It isn't really necessary to specify a seed for the SAM-T2K method--if the -close or -homologs option is used, then an initial multiple alignment can be created by buildmodel from the specified unaligned sequences. If both -close and -homologs are given, then only the close set are used for the initial alignment, but the full set of homologs are used for subsequent iterations.

For example,


target2k -homologs globins50.seq -tuneup -db_size 400000 -out globins50-tuned
will align the 50 globin sequences without using a seed sequence, leaving the alignment in globins50-tuned.a2m.

4.8 Parameters for target2k perl script

The parameters of the target2k perl script are not described in the parameters section (See Section 6.), since they are not parameters to the SAM programs and are not parsed by the same routines. One important difference is that the target2k parameters are interpreted in the order they are seen on the command line--if two options conflict, the one that is set later overrides the earlier one.

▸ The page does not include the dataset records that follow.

use crate::error::{Result, VaultError};

#[derive(Clone, Copy, PartialEq, Eq, Debug)]
pub enum Rounding {
    Floor,
    Ceiling,
}

/// Convert assets to shares with virtual offset protection against inflation attacks.
///
/// Formula: shares = assets × (total_supply + 10^offset) / (total_assets + 1)
///
/// The virtual offset ensures that even in an empty vault there is a "virtual"
/// share supply, so a donor cannot materially shift the rate until a donation
/// reaches roughly 10^offset magnitude.
pub fn convert_to_shares(
    assets: u64,
    total_assets: u64,
    total_supply: u64,
    decimals_offset: u8,
    rounding: Rounding,
) -> Result<u64> {
    let virtual_shares = (total_supply as u128)
        .checked_add(pow10(decimals_offset))
        .ok_or(VaultError::MathOverflow)?;

    let virtual_assets = (total_assets as u128)
        .checked_add(1)
        .ok_or(VaultError::MathOverflow)?;

    mul_div(assets as u128, virtual_shares, virtual_assets, rounding)
}

/// Convert shares to assets with virtual offset protection.
///
/// Formula: assets = shares × (total_assets + 1) / (total_supply + 10^offset)
pub fn convert_to_assets(
    shares: u64,
    total_assets: u64,
    total_supply: u64,
    decimals_offset: u8,
    rounding: Rounding,
) -> Result<u64> {
    let virtual_shares = (total_supply as u128)
        .checked_add(pow10(decimals_offset))
        .ok_or(VaultError::MathOverflow)?;

    let virtual_assets = (total_assets as u128)
        .checked_add(1)
        .ok_or(VaultError::MathOverflow)?;

    mul_div(shares as u128, virtual_assets, virtual_shares, rounding)
}

/// 10^exp in u128. Offsets are validated against `MAX_DECIMALS_OFFSET` (23)
/// at construction, comfortably inside u128 range.
pub(crate) fn pow10(exp: u8) -> u128 {
    10u128.pow(exp as u32)
}

/// Safe multiplication then division with configurable rounding.
///
/// Computes: (value × numerator) / denominator over u128 intermediates.
/// Large offsets can push the product past u128; that surfaces as
/// `MathOverflow` rather than silent truncation.
pub fn mul_div(value: u128, numerator: u128, denominator: u128, rounding: Rounding) -> Result<u64> {
    if denominator == 0 {
        return Err(VaultError::DivisionByZero);
    }

    let product = value
        .checked_mul(numerator)
        .ok_or(VaultError::MathOverflow)?;

    let result = match rounding {
        Rounding::Floor => product / denominator,
        Rounding::Ceiling => product
            .checked_add(denominator - 1)
            .ok_or(VaultError::MathOverflow)?
            / denominator,
    };

    u64::try_from(result).map_err(|_| VaultError::MathOverflow)
}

The target2k parameters can be roughly grouped into four classes:

required parameters
The -out parameter is always required, to specify where the results are to be put, and at least one of -seed, -close, and -homologs (usually -seed) must be specified to tell the script what to build a model for. The -seed, -close, and -homologs files may be gzipped.

modes
The -superfamily, -family, and -tuneup parameters set many internal variables for three of the most common tasks expected for the script. The superfamily settings are the default values if they are not overridden by explicit parameter settings.

major parameters
There are many parameters that can be used to override the settings given by the major modes. The most commonly used parameters are probably -iter, -thresholds, -db_size, -homologs, -close, and -db.

minor parameters
Many of the other parameters are provided mainly for developers who want to tweak various internal parameters to get better performance.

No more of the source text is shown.